Erros de Armas na Escrita de Ficção: Edição de Pistolas
Erros na Representação de Armas na Ficção
- Erros comuns em armas curtas: engatilhar o “slide” em revólveres, travas de segurança que não existem, terminologia errada (clip vs magazine) e personagens obtendo informação a partir de pistas impossíveis (por exemplo, o “clique” da trava de segurança).
- Para armas longas, os erros apontados incluem:
- Ciclar mecanismos quando a arma já está pronta, ou usar o tipo de ação errado para a arma mostrada.
- Munição errada (especialmente cargas de espingarda), má compreensão das travas de segurança, uso indevido de “clip/magazine/chamber/tube.”
- Recuo exagerado e pessoas sendo arremessadas pela sala por impactos.
- Espalhamento irreal de buckshot a curta distância.
- Pentes/magazines ilimitados em filmes são amplamente criticados; alguns filmes de ação modernos são elogiados por tornar o recarregamento central para a coreografia.
Balística de Longo Alcance e Coriolis
- Um lado: o efeito Coriolis pode importar em distâncias extremas de rifle; existem calculadoras e discussões em comunidades de tiro de longo alcance.
- Contraponto: atiradores experientes de alcance ultralongo muitas vezes o ignoram na prática em escalas de rifle; outros fatores dominam.
- Todos concordam que isso é relevante para grandes canhões navais; para rifles, é debatido e depende do contexto.
Arqueria, Comandos e Vocabulário
- Alguns não gostam de “firing” para flechas, argumentando que arcos não usam pólvora; historicamente, termos como “loose”, “shoot” ou “release” são preferidos.
- Outros argumentam que a linguagem evolui: no inglês moderno, é aceitável “fire” flechas, torpedos, até uma trebuchet.
- Representações de fogo em saraivada em filmes são vistas como em sua maioria ahistóricas; arqueiros reais não manteriam um arco armado por muito tempo nem esperariam comandos gritados se os alvos estivessem ao alcance.
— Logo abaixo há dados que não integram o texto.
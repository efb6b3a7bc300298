use super::error::PathError;
use super::graph::{class_at, mask_neighbors, step_cost, NavigationGraph};
use super::movement::MovementModifier;
use super::types::{Cell, Enterability};
use crate::config::NavConfig;
use crate::fixed_math::{self, FixedNum};
use crate::profiling::profile;
use crate::structures::WalkabilityGrid;
use fixedbitset::FixedBitSet;
use rustc_hash::FxHashMap;
use std::cmp::Ordering;
use std::collections::BinaryHeap;
use std::sync::Arc;
use tracing::warn;

/// Immutable view of the grid and graph handed to a search worker.
///
/// Holds `Arc` clones of the class and edge-mask arrays; the simulation
/// thread copies an array on its next write, so a running search never sees
/// a torn edit.
#[derive(Clone, Debug)]
pub struct SearchSnapshot {
    width: i32,
    height: i32,
    diagonal: bool,
    classes: Arc<Vec<Enterability>>,
    masks: Arc<Vec<u8>>,
    version: u64,
}

impl SearchSnapshot {
    pub fn capture(grid: &WalkabilityGrid, graph: &NavigationGraph, version: u64) -> Self {
        Self {
            width: grid.width(),
            height: grid.height(),
            diagonal: graph.diagonal_movement(),
            classes: grid.snapshot(),
            masks: graph.snapshot(),
            version,
        }
    }

    /// Navigator edit version this snapshot was taken at.
    pub fn version(&self) -> u64 {
        self.version
    }

    pub fn diagonal_movement(&self) -> bool {
        self.diagonal
    }

    #[inline]
    fn index(&self, cell: Cell) -> Option<usize> {
        (cell.x >= 0 && cell.y >= 0 && cell.x < self.width && cell.y < self.height)
            .then(|| (cell.y * self.width + cell.x) as usize)
    }

    #[inline]
    pub fn classify(&self, cell: Cell) -> Enterability {
        class_at(&self.classes, self.width, self.height, cell)
    }

    #[inline]
    fn mask(&self, cell: Cell) -> u8 {
        self.index(cell).map_or(0, |idx| self.masks[idx])
    }

    /// Whether an agent with this modifier may stand on `cell`.
    #[inline]
    pub fn enterable(&self, cell: Cell, modifier: &dyn MovementModifier) -> bool {
        match self.classify(cell) {
            Enterability::Immediate => true,
            Enterability::Conditional => modifier.can_enter_conditional(cell),
            Enterability::None => false,
        }
    }

    fn len(&self) -> usize {
        self.classes.len()
    }
}

/// Search tuning taken from [`NavConfig`].
#[derive(Clone, Copy, Debug, PartialEq)]
pub struct SearchParams {
    pub heuristic_weight: FixedNum,
    pub max_nodes: usize,
}

impl SearchParams {
    pub fn from_config(config: &NavConfig) -> Self {
        Self {
            heuristic_weight: fixed_math::from_config(config.heuristic_weight, 1.0),
            max_nodes: config.max_search_nodes.max(1),
        }
    }
}

impl Default for SearchParams {
    fn default() -> Self {
        Self::from_config(&NavConfig::default())
    }
}

#[derive(Copy, Clone, Eq, PartialEq)]
struct State {
    f: FixedNum,
    g: FixedNum,
    cell: Cell,
}

impl Ord for State {
    fn cmp(&self, other: &Self) -> Ordering {
        // Min-heap on f; deeper nodes first on ties, then a fixed cell order
        // so every worker expands in the same sequence.
        other
            .f
            .cmp(&self.f)
            .then_with(|| self.g.cmp(&other.g))
            .then_with(|| other.cell.cmp(&self.cell))
    }
}

impl PartialOrd for State {
    fn partial_cmp(&self, other: &Self) -> Option<Ordering> {
        Some(self.cmp(other))
    }
}

fn reconstruct_path(came_from: &FxHashMap<Cell, Cell>, mut current: Cell) -> Vec<Cell> {
    let mut path = vec![current];
    while let Some(&prev) = came_from.get(&current) {
        current = prev;
        path.push(current);
    }
    path.reverse();
    path
}

/// Weighted A* over the snapshot's edge masks.
///
/// Step cost is the base edge cost times `modifier.cell_cost` of the entered
/// cell. The heuristic is octile distance (Manhattan when diagonals are
/// off) times `modifier.min_cell_cost` times the configured weight, so a
/// weight of 1 keeps it admissible.
///
/// Returns the raw cell route, start and goal included.
///
/// # Errors
///
/// [`PathError::NoPath`] when the open set is exhausted, the node budget is
/// spent, or either endpoint is not enterable for this agent (the start may
/// be a door the agent is already standing in).
#[profile(10)]
pub fn find_path(
    snapshot: &SearchSnapshot,
    start: Cell,
    goal: Cell,
    modifier: &dyn MovementModifier,
    params: &SearchParams,
) -> Result<Vec<Cell>, PathError> {
    if !snapshot.classify(start).is_passable() || !snapshot.enterable(goal, modifier) {
        return Err(PathError::NoPath);
    }
    if start == goal {
        return Ok(vec![start]);
    }

    let h_scale = modifier.min_cell_cost().max(FixedNum::ZERO) * params.heuristic_weight;
    let heuristic = |cell: Cell| {
        let (dx, dy) = (goal.x - cell.x, goal.y - cell.y);
        let base = if snapshot.diagonal {
            fixed_math::octile(dx, dy)
        } else {
            fixed_math::manhattan(dx, dy)
        };
        base * h_scale
    };

    let mut open_set = BinaryHeap::new();
    let mut closed = FixedBitSet::with_capacity(snapshot.len());
    let mut came_from: FxHashMap<Cell, Cell> = FxHashMap::default();
    let mut g_score: FxHashMap<Cell, FixedNum> = FxHashMap::default();

    g_score.insert(start, FixedNum::ZERO);
    open_set.push(State {
        f: heuristic(start),
        g: FixedNum::ZERO,
        cell: start,
    });

    let mut expanded = 0usize;
    while let Some(State { g, cell: current, .. }) = open_set.pop() {
        let Some(idx) = snapshot.index(current) else { continue };
        if closed.contains(idx) {
            continue;
        }
        closed.insert(idx);

        if current == goal {
            return Ok(reconstruct_path(&came_from, current));
        }

        expanded += 1;
        if expanded > params.max_nodes {
            warn!(
                "[PATHFINDING] A* exceeded node budget ({}) from {} to {}",
                params.max_nodes, start, goal
            );
            return Err(PathError::NoPath);
        }

        for (dir, next) in mask_neighbors(current, snapshot.mask(current)) {
            let Some(next_idx) = snapshot.index(next) else { continue };
            if closed.contains(next_idx) || !snapshot.enterable(next, modifier) {
                continue;
            }

            let tentative = g + step_cost(dir) * modifier.cell_cost(next);
            if tentative < g_score.get(&next).copied().unwrap_or(FixedNum::MAX) {
                came_from.insert(next, current);
                g_score.insert(next, tentative);
                open_set.push(State {
                    f: tentative + heuristic(next),
                    g: tentative,
                    cell: next,
                });
            }
        }
    }

    Err(PathError::NoPath)
}

/// Sum of step costs along a raw route, as the search scores it.
pub fn route_cost(route: &[Cell], modifier: &dyn MovementModifier) -> FixedNum {
    route
        .windows(2)
        .map(|pair| {
            let diagonal = pair[0].x != pair[1].x && pair[0].y != pair[1].y;
            let base = if diagonal {
                fixed_math::DIAGONAL_COST
            } else {
                fixed_math::ORTHOGONAL_COST
            };
            base * modifier.cell_cost(pair[1])
        })
        .sum()
}
//! Performance profiling utilities
//!
//! These are only compiled when the `perf_stats` feature is enabled.
//! Zero overhead when disabled.

// Re-export the profile macro
pub use colony_nav_macros::profile;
- Discussão sobre “palavras reservadas” militares (por exemplo, evitar “fire” em navios, usando “shoot” ou “say again” em vez disso).
Som, Volume e Tropos de Cinema
- Tiros em mídias são considerados silenciosos demais e “limpos” demais, especialmente em ambientes internos; armas reais são perigosamente barulhentas até ao ar livre.
- Alguns filmes específicos são elogiados pelo áudio realista de armas; a maioria depende de efeitos de estoque (por exemplo, o mesmo som de espingarda de bombeamento e de enrolador de câmera, ruídos constantes de engatilhar o slide).
TI/Hacking vs. Erros com Armas
- Comparação: erros de TI costumam criar impossibilidades explícitas de enredo (descriptografia mágica, rastreamento impossível ou “remote hacks”), enquanto erros com armas geralmente são problemas de coreografia ou de ambientação.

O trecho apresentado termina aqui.